Thus, considering: (a) the bioavailability of naringenin, albeit modest; (b) its involvement in the modulation of oxidative stress and inflammatory response (especially at the intestinal level); (c) the different activities exerted by naringenin enantiomers; and (d) its capacity to modulate the expression of some miRNAs, the aim of this investigation was to study the molecular mechanisms underlying the effects of racemic and enantiomeric naringenin on oxidative stress and the anti-inflammatory response, in which miR-17-3p and miR-25-5p play a key role.

2. Materials and Methods

2.1. Reagents and Instruments

(R/S) Naringenin (5,7-dihydroxy-2-(4-hydroxyphenyl)chroman-4-one) was obtained from Sigma-Aldrich (Milan, Italy). The HPLC grade solvents used as eluents were obtained from Merck-VWR (Milan, Italy). Analytical chiral resolutions were performed with a Jasco system consisting of a AS-2055 plus autosampler, a PU-2089 plus pump and a MD-2010 plus multi-wavelength detector coupled with a CD-2095 plus circular dichroism detector (Jasco Europe S.r.l., Cremella, LC, Italy). The preparative separations were carried out on an HPLC apparatus produced by Varian Chromatographic Systems (Walnut Creek, CA, USA), which consists of two Rainin SD-1 pumps with 500 mL/min pump heads, a 410 Varian autosampler, a 320 Varian Prostar UV-detector and a 320 Varian fraction collection module. A DIP 1000 photoelectric polarimeter from Jasco (JASCO Europe, Cremella, LC, Italy) was used for [α] measurements that were recorded at room temperature using a 1 dm cell and a sodium lamp.

MiRNeasy Mini kit was purchased from Qiagen GmbH (Hilden, Germany). A Quant-it RNA HS was purchased from Invitrogen (Grand Island, NY, USA). A Brilliant III Ultra-Fast SYBR® Green RT-PCR Master Mix was purchased from Agilent Technologies (Santa Clara, CA, USA).

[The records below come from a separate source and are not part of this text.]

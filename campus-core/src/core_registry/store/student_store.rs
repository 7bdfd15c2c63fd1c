/* student_store.rs - Keyed store for student records

   Maps student ids to records behind a single reader-writer lock, so
   any number of readers can inspect the roster while writers take the
   lock exclusively. Mutations surface lock poisoning as an error;
   read-only queries degrade to an empty answer instead, so lookups
   never fail.
*/

use std::collections::{HashMap, HashSet};
use std::sync::RwLock;

use crate::core_registry::metrics;
use crate::core_registry::model::{CourseId, Student, StudentId};
use crate::core_registry::store::errors::{handle_poison, RegistryError, RegistryResult};

/// Thread-safe store of student records keyed by id.
#[derive(Debug, Default)]
pub struct StudentStore {
    records: RwLock<HashMap<StudentId, Student>>,
}

impl StudentStore {
    /// Create an empty store.
    pub fn new() -> Self {
        Self {
            records: RwLock::new(HashMap::new()),
        }
    }

    /// Create an empty store with room for `capacity` records.
    pub fn with_capacity(capacity: usize) -> Self {
        Self {
            records: RwLock::new(HashMap::with_capacity(capacity)),
        }
    }

    /// Add a student, replacing any existing record under the same id.
    ///
    /// Returns the displaced record when the id was already present, so
    /// callers can tell an insert from an overwrite.
    pub fn add_student(
        &self,
        id: StudentId,
        name: impl Into<String>,
    ) -> RegistryResult<Option<Student>> {
        let mut records = self.records.write().map_err(handle_poison)?;
        let previous = records.insert(id, Student::new(id, name));
        if previous.is_some() {
            metrics::record_replaced("student");
        } else {
            metrics::record_added("student");
        }
        metrics::set_record_count("student", records.len());
        Ok(previous)
    }

    /// Record that the student is enrolled in `course_id`.
    ///
    /// Enrolling twice in the same course is a no-op. Fails with
    /// [`RegistryError::StudentNotFound`] when the student id is unknown.
    pub fn enroll_in_course(&self, id: StudentId, course_id: CourseId) -> RegistryResult<()> {
        let mut records = self.records.write().map_err(handle_poison)?;
        match records.get_mut(&id) {
            Some(student) => {
                student.enroll(course_id);
                Ok(())
            }
            None => {
                metrics::association_target_missing("student");
                Err(RegistryError::StudentNotFound(id))
            }
        }
    }

    /// Course ids the student is enrolled in.
    ///
    /// Unknown ids yield an empty set rather than an error, and a
    /// poisoned lock is treated the same way.
    pub fn get_courses(&self, id: StudentId) -> HashSet<CourseId> {
        let records = match self.records.read() {
            Ok(guard) => guard,
            Err(_) => return HashSet::new(),
        };
        records
            .get(&id)
            .map(|student| student.courses.clone())
            .unwrap_or_default()
    }

    /// Snapshot of a single student record.
    pub fn get(&self, id: StudentId) -> Option<Student> {
        let records = self.records.read().ok()?;
        records.get(&id).cloned()
    }

    /// Whether a student with this id exists.
    pub fn has_student(&self, id: StudentId) -> bool {
        self.records
            .read()
            .map(|records| records.contains_key(&id))
            .unwrap_or(false)
    }

    /// Ids of every student currently registered.
    pub fn list_students(&self) -> Vec<StudentId> {
        self.records
            .read()
            .map(|records| records.keys().copied().collect())
            .unwrap_or_default()
    }

    /// Number of students currently registered.
    pub fn len(&self) -> usize {
        self.records.read().map(|records| records.len()).unwrap_or(0)
    }

    /// Whether the store holds no records.
    pub fn is_empty(&self) -> bool {
        self.len() == 0
    }
}
/* faculty_store.rs - Keyed store for faculty records

   Same shape as the student store: records behind one reader-writer
   lock, writes surfacing poisoning as an error, reads degrading to an
   empty answer. The association tracked here is which course ids a
   faculty member teaches.
*/

use std::collections::{HashMap, HashSet};
use std::sync::RwLock;

use crate::core_registry::metrics;
use crate::core_registry::model::{CourseId, Faculty, FacultyId};
use crate::core_registry::store::errors::{handle_poison, RegistryError, RegistryResult};

/// Thread-safe store of faculty records keyed by id.
#[derive(Debug, Default)]
pub struct FacultyStore {
    records: RwLock<HashMap<FacultyId, Faculty>>,
}

impl FacultyStore {
    /// Create an empty store.
    pub fn new() -> Self {
        Self {
            records: RwLock::new(HashMap::new()),
        }
    }

    /// Create an empty store with room for `capacity` records.
    pub fn with_capacity(capacity: usize) -> Self {
        Self {
            records: RwLock::new(HashMap::with_capacity(capacity)),
        }
    }

    /// Add a faculty member, replacing any existing record under the same id.
    ///
    /// Returns the displaced record when the id was already present.
    pub fn add_faculty(
        &self,
        id: FacultyId,
        name: impl Into<String>,
    ) -> RegistryResult<Option<Faculty>> {
        let mut records = self.records.write().map_err(handle_poison)?;
        let previous = records.insert(id, Faculty::new(id, name));
        if previous.is_some() {
            metrics::record_replaced("faculty");
        } else {
            metrics::record_added("faculty");
        }
        metrics::set_record_count("faculty", records.len());
        Ok(previous)
    }

    /// Record that the faculty member teaches `course_id`.
    ///
    /// Assigning the same course twice is a no-op. Fails with
    /// [`RegistryError::FacultyNotFound`] when the faculty id is unknown.
    pub fn assign_course(&self, id: FacultyId, course_id: CourseId) -> RegistryResult<()> {
        let mut records = self.records.write().map_err(handle_poison)?;
        match records.get_mut(&id) {
            Some(faculty) => {
                faculty.assign(course_id);
                Ok(())
            }
            None => {
                metrics::association_target_missing("faculty");
                Err(RegistryError::FacultyNotFound(id))
            }
        }
    }

    /// Course ids taught by the faculty member.
    ///
    /// Unknown ids yield an empty set rather than an error, and a
    /// poisoned lock is treated the same way.
    pub fn get_courses(&self, id: FacultyId) -> HashSet<CourseId> {
        let records = match self.records.read() {
            Ok(guard) => guard,
            Err(_) => return HashSet::new(),
        };
        records
            .get(&id)
            .map(|faculty| faculty.courses.clone())
            .unwrap_or_default()
    }

    /// Snapshot of a single faculty record.
    pub fn get(&self, id: FacultyId) -> Option<Faculty> {
        let records = self.records.read().ok()?;
        records.get(&id).cloned()
    }

    /// Whether a faculty member with this id exists.
    pub fn has_faculty(&self, id: FacultyId) -> bool {
        self.records
            .read()
            .map(|records| records.contains_key(&id))
            .unwrap_or(false)
    }

    /// Ids of every faculty member currently registered.
    pub fn list_faculty(&self) -> Vec<FacultyId> {
        self.records
            .read()
            .map(|records| records.keys().copied().collect())
            .unwrap_or_default()
    }

    /// Number of faculty members currently registered.
    pub fn len(&self) -> usize {
        self.records.read().map(|records| records.len()).unwrap_or(0)
    }

    /// Whether the store holds no records.
    pub fn is_empty(&self) -> bool {
        self.len() == 0
    }
}

#[cfg(test)]
mod tests {
    use super::*;

    #[test]
    fn test_add_faculty_returns_none_for_new_id() {
        let store = FacultyStore::new();
        let result = store.add_faculty(FacultyId::new(1), "Dr. Katherine Johnson");
        assert!(matches!(result, Ok(None)));
        assert!(store.has_faculty(FacultyId::new(1)));
    }

    #[test]
    fn test_add_faculty_overwrites_and_returns_previous() {
        let store = FacultyStore::new();
        store
            .add_faculty(FacultyId::new(1), "Dr. Katherine Johnson")
            .unwrap();
        store
            .assign_course(FacultyId::new(1), CourseId::new(101))
            .unwrap();

        let previous = store
            .add_faculty(FacultyId::new(1), "Dr. Barbara Liskov")
            .unwrap()
            .unwrap();

        assert_eq!(previous.name, "Dr. Katherine Johnson");
        assert!(previous.teaches(CourseId::new(101)));
        assert!(store.get_courses(FacultyId::new(1)).is_empty());
    }

    #[test]
    fn test_assign_course_records_teaching_load() {
        let store = FacultyStore::new();
        store
            .add_faculty(FacultyId::new(3), "Dr. Barbara Liskov")
            .unwrap();

        store
            .assign_course(FacultyId::new(3), CourseId::new(101))
            .unwrap();
        store
            .assign_course(FacultyId::new(3), CourseId::new(202))
            .unwrap();
        store
            .assign_course(FacultyId::new(3), CourseId::new(101))
            .unwrap();

        let courses = store.get_courses(FacultyId::new(3));
        assert_eq!(courses.len(), 2);
        assert!(courses.contains(&CourseId::new(101)));
        assert!(courses.contains(&CourseId::new(202)));
    }

    #[test]
    fn test_assign_unknown_faculty_fails() {
        let store = FacultyStore::new();
        let result = store.assign_course(FacultyId::new(99), CourseId::new(101));
        assert!(matches!(result, Err(RegistryError::FacultyNotFound(id)) if id == FacultyId::new(99)));
    }

    #[test]
    fn test_get_courses_for_unknown_faculty_is_empty() {
        let store = FacultyStore::new();
        assert!(store.get_courses(FacultyId::new(42)).is_empty());
    }

    #[test]
    fn test_list_and_len() {
        let store = FacultyStore::new();
        assert!(store.is_empty());

        store
            .add_faculty(FacultyId::new(1), "Dr. Katherine Johnson")
            .unwrap();
        store
            .add_faculty(FacultyId::new(2), "Dr. Barbara Liskov")
            .unwrap();

        let mut ids = store.list_faculty();
        ids.sort();
        assert_eq!(ids, vec![FacultyId::new(1), FacultyId::new(2)]);
        assert_eq!(store.len(), 2);
    }
}
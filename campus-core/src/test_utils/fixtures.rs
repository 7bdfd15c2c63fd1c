//! Test fixtures for creating common test objects
//!
//! Provides builder patterns and factory functions for creating test data.

use std::sync::atomic::{AtomicU32, Ordering};

use crate::core_registry::{CourseId, FacultyId, Registry, StudentId};

static NEXT_STUDENT_ID: AtomicU32 = AtomicU32::new(5000);
static NEXT_FACULTY_ID: AtomicU32 = AtomicU32::new(100);
static NEXT_COURSE_ID: AtomicU32 = AtomicU32::new(9000);

/// A student id guaranteed not to collide with ids from earlier calls.
pub fn next_student_id() -> StudentId {
    StudentId::new(NEXT_STUDENT_ID.fetch_add(1, Ordering::Relaxed))
}

/// A faculty id guaranteed not to collide with ids from earlier calls.
pub fn next_faculty_id() -> FacultyId {
    FacultyId::new(NEXT_FACULTY_ID.fetch_add(1, Ordering::Relaxed))
}

/// A course id guaranteed not to collide with ids from earlier calls.
pub fn next_course_id() -> CourseId {
    CourseId::new(NEXT_COURSE_ID.fetch_add(1, Ordering::Relaxed))
}

/// Builder for registries pre-populated with records
pub struct TestRegistryBuilder {
    students: Vec<(StudentId, String)>,
    faculty: Vec<(FacultyId, String)>,
    courses: Vec<(CourseId, String, FacultyId)>,
}

impl TestRegistryBuilder {
    pub fn new() -> Self {
        Self {
            students: Vec::new(),
            faculty: Vec::new(),
            courses: Vec::new(),
        }
    }

    pub fn with_student(mut self, id: u32, name: impl Into<String>) -> Self {
        self.students.push((StudentId::new(id), name.into()));
        self
    }

    pub fn with_faculty(mut self, id: u32, name: impl Into<String>) -> Self {
        self.faculty.push((FacultyId::new(id), name.into()));
        self
    }

    pub fn with_course(mut self, id: u32, name: impl Into<String>, faculty_id: u32) -> Self {
        self.courses
            .push((CourseId::new(id), name.into(), FacultyId::new(faculty_id)));
        self
    }

    pub fn build(self) -> Registry {
        let registry = Registry::new();
        for (id, name) in self.students {
            registry.add_student(id, name).unwrap();
        }
        for (id, name) in self.faculty {
            registry.add_faculty(id, name).unwrap();
        }
        for (id, name, faculty_id) in self.courses {
            registry.add_course(id, name, faculty_id).unwrap();
        }
        registry
    }
}

impl Default for TestRegistryBuilder {
    fn default() -> Self {
        Self::new()
    }
}

/// A small campus with enrollments and assignments already applied:
/// two students, one faculty member, and two courses, where student 501
/// takes both courses, student 502 takes only 101, and faculty 1
/// teaches both.
pub fn sample_campus() -> Registry {
    let registry = TestRegistryBuilder::new()
        .with_student(501, "Ada Lovelace")
        .with_student(502, "Alan Turing")
        .with_faculty(1, "Dr. Katherine Johnson")
        .with_course(101, "Distributed Systems", 1)
        .with_course(202, "Operating Systems", 1)
        .build();

    registry
        .enroll_in_course(StudentId::new(501), CourseId::new(101))
        .unwrap();
    registry
        .enroll_in_course(StudentId::new(501), CourseId::new(202))
        .unwrap();
    registry
        .enroll_in_course(StudentId::new(502), CourseId::new(101))
        .unwrap();
    registry
        .assign_course(FacultyId::new(1), CourseId::new(101))
        .unwrap();
    registry
        .assign_course(FacultyId::new(1), CourseId::new(202))
        .unwrap();

    registry
}
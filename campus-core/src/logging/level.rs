//! Log level definitions

use std::fmt;
use std::str::FromStr;

use super::error::LoggingError;

/// Represents the severity level of log messages
#[derive(Debug, Clone, Copy, PartialEq, Eq, PartialOrd, Ord, Default)]
pub enum LogLevel {
    /// Trace level - most verbose
    Trace,
    /// Debug level - detailed information for debugging
    Debug,
    /// Info level - general informational messages
    #[default]
    Info,
    /// Warn level - warning messages
    Warn,
    /// Error level - error messages
    Error,
}

impl LogLevel {
    /// Convert LogLevel to string representation
    pub fn as_str(&self) -> &'static str {
        match self {
            LogLevel::Trace => "trace",
            LogLevel::Debug => "debug",
            LogLevel::Info => "info",
            LogLevel::Warn => "warn",
            LogLevel::Error => "error",
        }
    }
}

impl FromStr for LogLevel {
    type Err = LoggingError;

    fn from_str(s: &str) -> Result<Self, Self::Err> {
        match s.to_lowercase().as_str() {
            "trace" => Ok(LogLevel::Trace),
            "debug" => Ok(LogLevel::Debug),
            "info" => Ok(LogLevel::Info),
            "warn" | "warning" => Ok(LogLevel::Warn),
            "error" => Ok(LogLevel::Error),
            other => Err(LoggingError::InvalidConfiguration(format!(
                "Unknown log level: {}",
                other
            ))),
        }
    }
}

impl fmt::Display for LogLevel {
    fn fmt(&self, f: &mut fmt::Formatter<'_>) -> fmt::Result {
        write!(f, "{}", self.as_str())
    }
}
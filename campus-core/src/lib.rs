//! campus-core - In-memory registry for campus records
//!
//! This crate keeps students, faculty, and courses in three
//! independently locked stores and exposes a [`Registry`] façade that
//! maintains the associations between them.
//!
//! # Architecture
//!
//! ```text
//! ┌─────────────────────┐
//! │      Registry       │
//! └───┬──────┬──────┬───┘
//!     │      │      │
//!     ▼      ▼      ▼
//! Students Faculty Courses
//! ```
//!
//! # Quick Start
//!
//! ```
//! use campus_core::{CourseId, FacultyId, Registry, StudentId};
//!
//! let registry = Registry::new();
//! registry.add_student(StudentId::new(501), "Ada Lovelace")?;
//! registry.add_faculty(FacultyId::new(1), "Dr. Katherine Johnson")?;
//! registry.add_course(CourseId::new(101), "Distributed Systems", FacultyId::new(1))?;
//!
//! registry.enroll_in_course(StudentId::new(501), CourseId::new(101))?;
//! registry.assign_course(FacultyId::new(1), CourseId::new(101))?;
//!
//! assert!(registry
//!     .get_course_students(CourseId::new(101))
//!     .contains(&StudentId::new(501)));
//! # Ok::<(), campus_core::RegistryError>(())
//! ```
//!
//! # Modules
//!
//! - [`core_registry`] - Stores, records, and the registry façade
//! - [`config`] - Application configuration
//! - [`logging`] - Tracing-based logging setup
//! - [`test_utils`] - Fixtures and assertion helpers for tests

pub mod config;
pub mod core_registry;
pub mod logging;
pub mod test_utils;

pub use config::Config;
pub use core_registry::{
    Course, CourseId, CourseStore, Faculty, FacultyId, FacultyStore, Registry, RegistryError,
    RegistryResult, RegistryStats, Student, StudentId, StudentStore,
};
pub use logging::{init_logging, LogLevel};
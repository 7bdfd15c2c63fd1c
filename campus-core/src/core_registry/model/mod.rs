/*
    Model subsystem - Data structures for registry entities
*/

pub mod course;
pub mod faculty;
pub mod student;
pub mod types;

pub use course::*;
pub use faculty::*;
pub use student::*;
pub use types::*;
/*
    Metrics - Registry instrumentation for monitoring

    Provides counters and gauges for:
    - Record creation (inserts and silent replacements)
    - Association activity (enrollments, assignments)
    - Association attempts against missing records

    Metrics are emitted through the `metrics` facade; the hosting process
    chooses the recorder/exporter.
*/

use metrics::{counter, describe_counter, describe_gauge, gauge};

/// Initialize metric descriptions (call once at startup)
pub fn init_metrics() {
    // Record creation
    describe_counter!(
        "campus_records_added_total",
        "Total number of records inserted, labeled by kind (student, faculty, course)"
    );

    describe_counter!(
        "campus_records_replaced_total",
        "Total number of records silently replaced by a re-used id, labeled by kind"
    );

    // Associations
    describe_counter!(
        "campus_enrollments_total",
        "Total number of student-course enrollments recorded through the facade"
    );

    describe_counter!(
        "campus_assignments_total",
        "Total number of faculty-course assignments recorded through the facade"
    );

    describe_counter!(
        "campus_association_misses_total",
        "Total number of association operations rejected because the target record was missing, labeled by kind"
    );

    // Store sizes
    describe_gauge!(
        "campus_records",
        "Current number of records held, labeled by kind"
    );
}

/// Record a fresh insert
pub fn record_added(kind: &'static str) {
    counter!("campus_records_added_total", "kind" => kind).increment(1);
}

/// Record a silent replacement of an existing id
pub fn record_replaced(kind: &'static str) {
    counter!("campus_records_replaced_total", "kind" => kind).increment(1);
}

/// Record a completed student-course enrollment
pub fn enrollment_recorded() {
    counter!("campus_enrollments_total").increment(1);
}

/// Record a completed faculty-course assignment
pub fn assignment_recorded() {
    counter!("campus_assignments_total").increment(1);
}

/// Record an association attempt against a missing record
pub fn association_target_missing(kind: &'static str) {
    counter!("campus_association_misses_total", "kind" => kind).increment(1);
}

/// Update the record-count gauge for one store
pub fn set_record_count(kind: &'static str, count: usize) {
    gauge!("campus_records", "kind" => kind).set(count as f64);
}
use criterion::{black_box, criterion_group, criterion_main, BenchmarkId, Criterion, Throughput};

use campus_core::{CourseId, FacultyId, Registry, StudentId};

use bench_config::{create_rng, BenchConfig};
use rand::Rng;

fn get_bench_config() -> BenchConfig {
    let config_path = "target/bench_config.json";
    let mut config = BenchConfig::load_or_default(config_path);
    config.set_param("benchmark_suite", "registry_operations");
    config.set_param("criterion_version", "0.5");
    let _ = config.save(config_path);
    config
}

/// Registry pre-populated with `students` students, `courses` courses,
/// and one faculty member per ten courses.
fn populated_registry(students: u32, courses: u32) -> Registry {
    let registry = Registry::new();
    for f in 0..(courses / 10).max(1) {
        registry
            .add_faculty(FacultyId::new(f), format!("faculty_{}", f))
            .unwrap();
    }
    for c in 0..courses {
        registry
            .add_course(CourseId::new(c), format!("course_{}", c), FacultyId::new(c / 10))
            .unwrap();
    }
    for s in 0..students {
        registry
            .add_student(StudentId::new(s), format!("student_{}", s))
            .unwrap();
    }
    registry
}

fn bench_record_intake(c: &mut Criterion) {
    let config = get_bench_config();
    let mut group = c.benchmark_group("registry_intake");

    group.bench_function("add_student", |b| {
        let registry = Registry::new();
        let mut rng = create_rng(&config);
        b.iter(|| {
            let id: u32 = rng.gen();
            let result = registry.add_student(StudentId::new(id), "bench student");
            black_box(result.unwrap())
        });
    });

    group.bench_function("add_course", |b| {
        let registry = Registry::new();
        let mut rng = create_rng(&config);
        b.iter(|| {
            let id: u32 = rng.gen();
            let result = registry.add_course(CourseId::new(id), "bench course", FacultyId::new(1));
            black_box(result.unwrap())
        });
    });

    // Batch intake into a fresh registry
    for batch_size in [100u32, 1_000, 10_000].iter() {
        group.throughput(Throughput::Elements(*batch_size as u64));
        group.bench_with_input(
            BenchmarkId::new("add_student_batch", batch_size),
            batch_size,
            |b, &n| {
                b.iter(|| {
                    let registry = Registry::new();
                    for i in 0..n {
                        registry
                            .add_student(StudentId::new(i), format!("student_{}", i))
                            .unwrap();
                    }
                    black_box(registry)
                });
            },
        );
    }

    group.finish();
}

fn bench_associations(c: &mut Criterion) {
    let config = get_bench_config();
    let mut group = c.benchmark_group("registry_associations");

    group.bench_function("enroll_in_course", |b| {
        let registry = populated_registry(1_000, 100);
        let mut rng = create_rng(&config);
        b.iter(|| {
            let student = StudentId::new(rng.gen_range(0..1_000));
            let course = CourseId::new(rng.gen_range(0..100));
            registry.enroll_in_course(student, course).unwrap();
            black_box(())
        });
    });

    group.bench_function("assign_course", |b| {
        let registry = populated_registry(10, 100);
        let mut rng = create_rng(&config);
        b.iter(|| {
            let faculty = FacultyId::new(rng.gen_range(0..10));
            let course = CourseId::new(rng.gen_range(0..100));
            registry.assign_course(faculty, course).unwrap();
            black_box(())
        });
    });

    group.finish();
}

fn bench_association_reads(c: &mut Criterion) {
    let config = get_bench_config();
    let mut group = c.benchmark_group("registry_reads");

    group.bench_function("get_student_courses", |b| {
        let registry = populated_registry(1_000, 100);
        let mut rng = create_rng(&config);
        for s in 0..1_000u32 {
            for c in 0..5u32 {
                registry
                    .enroll_in_course(StudentId::new(s), CourseId::new((s + c) % 100))
                    .unwrap();
            }
        }
        b.iter(|| {
            let student = StudentId::new(rng.gen_range(0..1_000));
            black_box(registry.get_student_courses(student))
        });
    });

    // Roster snapshots at varying roster sizes; each read clones the set
    for roster_size in [10u32, 100, 1_000].iter() {
        group.throughput(Throughput::Elements(*roster_size as u64));
        group.bench_with_input(
            BenchmarkId::new("get_course_students", roster_size),
            roster_size,
            |b, &n| {
                let registry = populated_registry(n, 1);
                for s in 0..n {
                    registry
                        .enroll_in_course(StudentId::new(s), CourseId::new(0))
                        .unwrap();
                }
                b.iter(|| black_box(registry.get_course_students(CourseId::new(0))));
            },
        );
    }

    group.bench_function("has_student_hit", |b| {
        let registry = populated_registry(1_000, 10);
        let mut rng = create_rng(&config);
        b.iter(|| {
            let student = StudentId::new(rng.gen_range(0..1_000));
            black_box(registry.has_student(student))
        });
    });

    group.bench_function("has_student_miss", |b| {
        let registry = populated_registry(1_000, 10);
        b.iter(|| black_box(registry.has_student(StudentId::new(u32::MAX))));
    });

    group.bench_function("stats", |b| {
        let registry = populated_registry(1_000, 100);
        b.iter(|| black_box(registry.stats()));
    });

    group.finish();
}

criterion_group!(
    benches,
    bench_record_intake,
    bench_associations,
    bench_association_reads
);
criterion_main!(benches);
/*
    errors.rs - Error types for the registry stores

    One domain failure kind exists: an association operation naming an id
    that was never added. Reads never produce a domain error; unknown ids
    yield empty results instead.
*/

use crate::core_registry::model::{CourseId, FacultyId, StudentId};
use std::sync::PoisonError;
use thiserror::Error;

/// Result type for registry operations
pub type RegistryResult<T> = Result<T, RegistryError>;

/// Errors that can occur in registry operations
#[derive(Debug, Error)]
pub enum RegistryError {
    /// Student not found
    #[error("Student not found: {0}")]
    StudentNotFound(StudentId),

    /// Faculty member not found
    #[error("Faculty not found: {0}")]
    FacultyNotFound(FacultyId),

    /// Course not found
    #[error("Course not found: {0}")]
    CourseNotFound(CourseId),

    /// Internal error (lock poisoned by a panicking thread)
    #[error("Internal error: {0}")]
    Internal(String),
}

/// Helper to convert poison errors into RegistryError
pub(crate) fn handle_poison<T>(_err: PoisonError<T>) -> RegistryError {
    RegistryError::Internal("Lock poisoned: a thread panicked while holding the lock".to_string())
}

#[cfg(test)]
mod tests {
    use super::*;

    #[test]
    fn test_not_found_display() {
        let err = RegistryError::StudentNotFound(StudentId::new(999));
        assert_eq!(err.to_string(), "Student not found: 999");

        let err = RegistryError::FacultyNotFound(FacultyId::new(42));
        assert_eq!(err.to_string(), "Faculty not found: 42");

        let err = RegistryError::CourseNotFound(CourseId::new(7));
        assert_eq!(err.to_string(), "Course not found: 7");
    }

    #[test]
    fn test_internal_display() {
        let err = RegistryError::Internal("boom".to_string());
        assert_eq!(err.to_string(), "Internal error: boom");
    }

    #[test]
    fn test_poison_maps_to_internal() {
        use std::sync::RwLock;

        let lock = RwLock::new(0u32);
        // Poison the lock by panicking while holding the write guard
        let result = std::panic::catch_unwind(std::panic::AssertUnwindSafe(|| {
            let _guard = lock.write().unwrap();
            panic!("poison");
        }));
        assert!(result.is_err());

        let err = lock.write().map_err(handle_poison).map(|_| ()).unwrap_err();
        assert!(matches!(err, RegistryError::Internal(_)));
        assert!(err.to_string().contains("Lock poisoned"));
    }
}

2.2. Naringenin Enantioresolution

The chiral resolution of naringenin was performed via preparative enantioselective chromatography employing a Chiralpak® AD column (500 mm × 50 mm I.D., dp = 20 μm), Chiral Technologies Europe (Illkirch, France) according to Gaggeri et al. [8].Enantiomeric resolution in g-scale was achieved, eluting with methanol at room temperature with a flow rate of 40 mL/min. The partitioning of the eluate was effected according to the UV profile (detection at 290 nm) and the analytical in-process control of collected fractions performed using a Chiralpak AD-H column (250 mm × 4.6 mm ID; dp = 5 μm) eluting with methanol (flow rate 1 mL/min, UV detector at 290 nm). Accordingly, the fractions containing the enantiomers were evaporated at 334 mbar and 40 °C and dried in a vacuum oven at 0.1 mbar and 25 °C, furnishing2.1 g of (−)-(S) naringenin, ([α]D25 = −28.7°, c = 0.36% in ethanol, ee = 96%) and 1.8 g of (+)-(R) naringenin ([α]D25 = +22.8°, c = 0.30% in ethanol, ee = 94%).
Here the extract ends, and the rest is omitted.